Search is an interesting problem to explore. Fifteen years ago, Clifford Stoll wrote an article for Newsweek entitled, “The Internet? Bah! Hype alert: Why cyberspace isn’t, and will never be, nirvana”. Stoll’s article is often referenced as an example of getting it completely wrong. Today, even Stoll can look back and admit, “Wrong? Yep.“
It is easy to play Monday morning quarterback, but reading Stoll’s article, “Search” seems to be one of the central arguments.
What the Internet hucksters won’t tell you is tht the Internet is one big ocean of unedited data, without any pretense of completeness. Lacking editors, reviewers or critics, the Internet has become a wasteland of unfiltered data. You don’t know what to ignore and what’s worth reading. Logged onto the World Wide Web, I hunt for the date of the Battle of Trafalgar. Hundreds of files show up, and it takes 15 minutes to unravel them—one’s a biography written by an eighth grader, the second is a computer game that doesn’t work and the third is an image of a London monument. None answers my question…

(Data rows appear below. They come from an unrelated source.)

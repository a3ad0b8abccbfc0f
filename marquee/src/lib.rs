//! A crate for rendering text as ASCII-art banners using named bitmap fonts.
//!
//! # Features
//!
//! - A catalog of named fonts, loaded once from `.mqf` definitions
//!   ([`Catalog`](crate::catalog::Catalog))
//! - Full-size glyph composition with multi-line input
//!   ([`Renderer`](crate::render::Renderer))
//! - Width-aware justification that pads but never wraps or truncates
//!   ([`Justify`](crate::render::Justify))
//! - A boundary-friendly operation surface with serde-ready parameter and
//!   response types ([`Service`](crate::service::Service))
//!
//! # Example
//!
//! ```
//! # use marquee::catalog::Catalog;
//! # use marquee::render::{Justify, RenderRequest, Renderer};
//! let catalog = Catalog::builtin();
//! let request = RenderRequest::new("HI", "standard", 1, Justify::Left)?;
//! let rendered = Renderer::new(&catalog).render(&request)?;
//! let expected = concat!(
//! r"|   | ___ ", "\n",
//! r"|   |  |  ", "\n",
//! r"|___|  |  ", "\n",
//! r"|   |  |  ", "\n",
//! r"|   | _|_ ", "\n",
//! r"          "
//! );
//! assert_eq!(rendered.to_string(), expected);
//! # Ok::<(), Box<dyn std::error::Error>>(())
//! ```
//!
//! ## Feature flags
//!
//! - `fonts` (default): bundles the font definitions from the
//!   `marquee-fonts` package (via a dependency), which can be loaded using
//!   [`Catalog::builtin()`](crate::catalog::Catalog::builtin)

pub mod catalog;
pub mod font;
pub mod render;
pub mod service;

About a year later two PhD students at Stanford, Larry Page and Sergey Brin, would change the world forever by solving Stoll’s problem with the idea of PageRank — an idea that later became the backbone of Google. Google describes PageRank as:
… [a] uniquely democratic nature of the web by using its vast link structure as an indicator of an individual page’s value. In essence, Google interprets a link from page A to page B as a vote, by page A, for page B. But, Google looks at more than the sheer volume of votes, or links a page receives; it also analyzes the page that casts the vote. Votes cast by pages that are themselves “important” weigh more heavily and help to make other pages “important”.
Stoll’s critical misstep was the assumption that the Internet would never be organized.

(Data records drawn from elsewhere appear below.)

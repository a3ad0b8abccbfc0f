//! Renderer and rendering results
mod request;

use std::fmt::{self, Display};

use serde::Serialize;
use thiserror::Error;

use crate::catalog::{Catalog, FontNotFoundError};
use crate::font::Font;

pub use request::{Justify, RenderRequest, ValidationError};

/// The main type for rendering
///
/// A renderer borrows a [`Catalog`] and turns [`RenderRequest`]s into banner
/// art. Each input line is composed by concatenating the glyph rows of its
/// characters at full size, hardblanks are replaced with blanks, and every
/// output row is justified within the requested width.
///
/// ```
/// # use marquee::catalog::Catalog;
/// # use marquee::render::{Justify, RenderRequest, Renderer};
/// let catalog = Catalog::builtin();
/// let request = RenderRequest::new("OK", "mini", 14, Justify::Center).unwrap();
/// let rendered = Renderer::new(&catalog).render(&request).unwrap();
/// let expected = concat!(
/// "    _         \n",
/// "   / \\ |_/    \n",
/// "   \\_/ | \\    "
/// );
/// assert_eq!(rendered.to_string(), expected);
/// ```
#[must_use]
#[derive(Debug, Clone, Copy)]
pub struct Renderer<'catalog> {
    catalog: &'catalog Catalog,
}

impl<'catalog> Renderer<'catalog> {
    /// Creates a renderer over the given catalog.
    pub const fn new(catalog: &'catalog Catalog) -> Self {
        Self { catalog }
    }

    /// Renders a request.
    ///
    /// The request's text is split into logical lines (`\r\n`, `\r` and `\n`
    /// all break lines; a trailing terminator does not produce an extra empty
    /// line) and each line contributes `height` output rows. The requested
    /// width only ever adds padding: input is never wrapped to fit it and
    /// rows wider than it are passed through whole.
    ///
    /// # Errors
    /// Returns `Err` if the requested font is not in the catalog or if the
    /// font has no glyph for one of the characters in the text.
    pub fn render(&self, request: &RenderRequest) -> Result<RenderResult, RenderError> {
        let font = self.catalog.get(request.font())?;
        let text = request.text().replace("\r\n", "\n").replace('\r', "\n");
        let mut rows = Vec::new();
        for (index, line) in text.lines().enumerate() {
            for row in Self::compose_line(font, line, index)? {
                let row = row
                    .chars()
                    .map(|c| if font.header().hardblank == c { ' ' } else { c })
                    .collect();
                rows.push(request.justify().pad(row, request.width()));
            }
        }
        log::debug!(
            "rendered {} chars into {} rows with font {}",
            request.text().chars().count(),
            rows.len(),
            request.font()
        );
        Ok(RenderResult::new(request, rows))
    }

    /// Composes one logical line by concatenating glyph rows at full size.
    fn compose_line(
        font: &Font,
        line: &str,
        index: usize,
    ) -> Result<Vec<String>, UnsupportedGlyphError> {
        let mut rows = vec![String::new(); font.header().height.get()];
        for (column, char) in line.chars().enumerate() {
            let Some(glyph) = font.get(char) else {
                return Err(UnsupportedGlyphError {
                    glyph: char,
                    line: index + 1,
                    column: column + 1,
                });
            };
            for (row, glyph_row) in rows.iter_mut().zip(glyph.rows()) {
                row.push_str(glyph_row);
            }
        }
        Ok(rows)
    }
}

/// The outcome of a successful render: output rows plus request metadata.
#[derive(Debug, Clone, PartialEq, Eq)]
pub struct RenderResult {
    rows: Vec<String>,
    metadata: Metadata,
}

impl RenderResult {
    fn new(request: &RenderRequest, rows: Vec<String>) -> Self {
        let metadata = Metadata {
            original_text: request.text().to_owned(),
            font: request.font().to_owned(),
            width: request.width(),
            alignment: request.justify(),
            line_count: rows.len(),
        };
        Self { rows, metadata }
    }

    /// The rendered rows, top to bottom. A text of `n` logical lines drawn
    /// with a height-`h` font has exactly `n * h` rows.
    #[must_use]
    pub fn rows(&self) -> &[String] {
        &self.rows
    }

    /// Metadata describing the request that produced this result.
    #[must_use]
    pub const fn metadata(&self) -> &Metadata {
        &self.metadata
    }

    pub(crate) fn into_metadata(self) -> Metadata {
        self.metadata
    }
}

impl Display for RenderResult {
    fn fmt(&self, f: &mut fmt::Formatter<'_>) -> fmt::Result {
        let mut first = true;
        for row in &self.rows {
            if !first {
                writeln!(f)?;
            }
            write!(f, "{row}")?;
            first = false;
        }
        Ok(())
    }
}

/// A description of how a [`RenderResult`] was produced.
#[derive(Debug, Clone, PartialEq, Eq, Serialize)]
pub struct Metadata {
    /// The text that was rendered, exactly as requested.
    pub original_text: String,
    /// The name of the font that drew it.
    pub font: String,
    /// The requested output width.
    pub width: usize,
    /// The justification mode.
    pub alignment: Justify,
    /// Number of output rows. Counts actual rows, so a height-3 font drawing
    /// one line gives 3.
    pub line_count: usize,
}

/// An error in rendering a request
///
/// The first three variants are caused by the request and map to client
/// errors at an HTTP boundary; [`EmptyCatalog`](RenderError::EmptyCatalog) is
/// a deployment problem and maps to a server error.
#[derive(Debug, Error)]
pub enum RenderError {
    /// The requested font is not in the catalog.
    #[error("{0}")]
    FontNotFound(#[from] FontNotFoundError),
    /// The request parameters fail validation.
    #[error("{0}")]
    Validation(#[from] ValidationError),
    /// The font has no glyph for one of the characters in the text.
    #[error("{0}")]
    UnsupportedGlyph(#[from] UnsupportedGlyphError),
    /// There are no fonts to draw with at all.
    #[error("the font catalog is empty")]
    EmptyCatalog,
}

/// An error for a character the chosen font cannot draw
#[derive(Debug, Error, PartialEq, Eq)]
#[error(
    "font has no glyph for {} (line {line}, column {column})",
    Self::char_debug(*.glyph)
)]
pub struct UnsupportedGlyphError {
    /// The character with no glyph
    pub glyph: char,
    /// 1-based logical line of the character in the input
    pub line: usize,
    /// 1-based column of the character within its line
    pub column: usize,
}

impl UnsupportedGlyphError {
    pub(crate) fn char_debug(glyph: char) -> String {
        format!("{glyph:?} (U+{:04X})", u32::from(glyph))
    }
}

Flash forward 15 years and we find the Internet is still evolving. With this evolution, however, we have a new problem — PageRank is too slow. PageRank works really well on websites that are updated two or three times a week. It takes a long time for Google to index the entire Internet. On average, Google will only index a website once a week. Higher profile websites such as CNN, NY Times, and other major news outlets will be crawled more regularly and sometimes even in realtime, but most websites are much less frequent.
Twitter recently had breakout success as a real-time search engine. Unlike Google’s PageRank (which needs to seek out and find stories to index), Twitter is supplied with content by its users. Because Twitter users tell Twitter what is going on at that moment in time, Twitter is able to instantly calculate what is trending and provide real-time results.
Both Facebook and Google have recognized this potential and started creating competing products. Facebook’s new privacy settings and API allows users to discover content within Facebook’s real-time network. Similarily, Google recently announced Buzz, a product designed to allow Google users to share information within a network of friends.
So where are we going? We face a similar problem today as Stoll did in 1995. How do you separate out unwanted information provided through Twitter, Facebook and Google Buzz from information that is truly valuable. The most important thing to learn from Stoll is to avoid the assumption that we will never be able to filter this information — instead of abandoning real-time search, let’s figure out how to way to make it work.
There are many possible solutions. The first is to build upon the idea of PageRank and inverse the content flow. Google could build out a public API that allows content providers to easily submit content into Google’s system. Instead of forcing Google to seek out new pages, content providers can tell Google when their pages are updated.
Reversing the PageRank workflow, however, is not a silver bullet. Systems like Google need to rethink the idea of PageRank. Instead of ingesting “pages”, these systems need to ingest an idea or concept from those pages. Future systems of search need to be able to figure out what a story is talking about and assign that idea a ranking, not the webpage or article itself.
By assigning topics a ranking, instead of pages, search systems would be able to rank real-time information by observing similar topics, summaries, and stories from multiple sources. Essentially, when website A, B and C all start talking about the same story, that story becomes a trending topic. PageRank then becomes a method of weighting individual sources. If website A has a higher PageRank than website B, it would matter more when they start talking about a specific story.
Additionally, sources can be ranked within each topic or story. For example, as I mentioned in my previous post, I recently developed the Photoshop World iPhone app. My PageRank is likely not as high as some of the people who recently wrote about the app on their blogs, however, if I were to make an announcement about the app these new systems should recognize me as the highly ranked “source” on the subject — since I am the developer. Similarly, real-time sources should be ranked within their given area’s of expertise.
Fifteen Years Later
Who knows, fifteen years from now we might be laughing at articles that talked about how ridiculous tools like Twitter, Facebook and Google Buzz really are. Articles complaining about random tweets from someone’s cat and complaints about how loud a stranger’s dog barks. Articles that put too much emphasis on the noise of real-time search and did not place enough value in the information provided when that noise is filtered out. Looking forward, I believe when we find a way to cancel out the noise, real-time search will become vital to all forms of business.
As the Internet and its uses evolve, so will search. As search evolves, so will the Internet. It is an endless cycle, but one that continues to allow new innovation.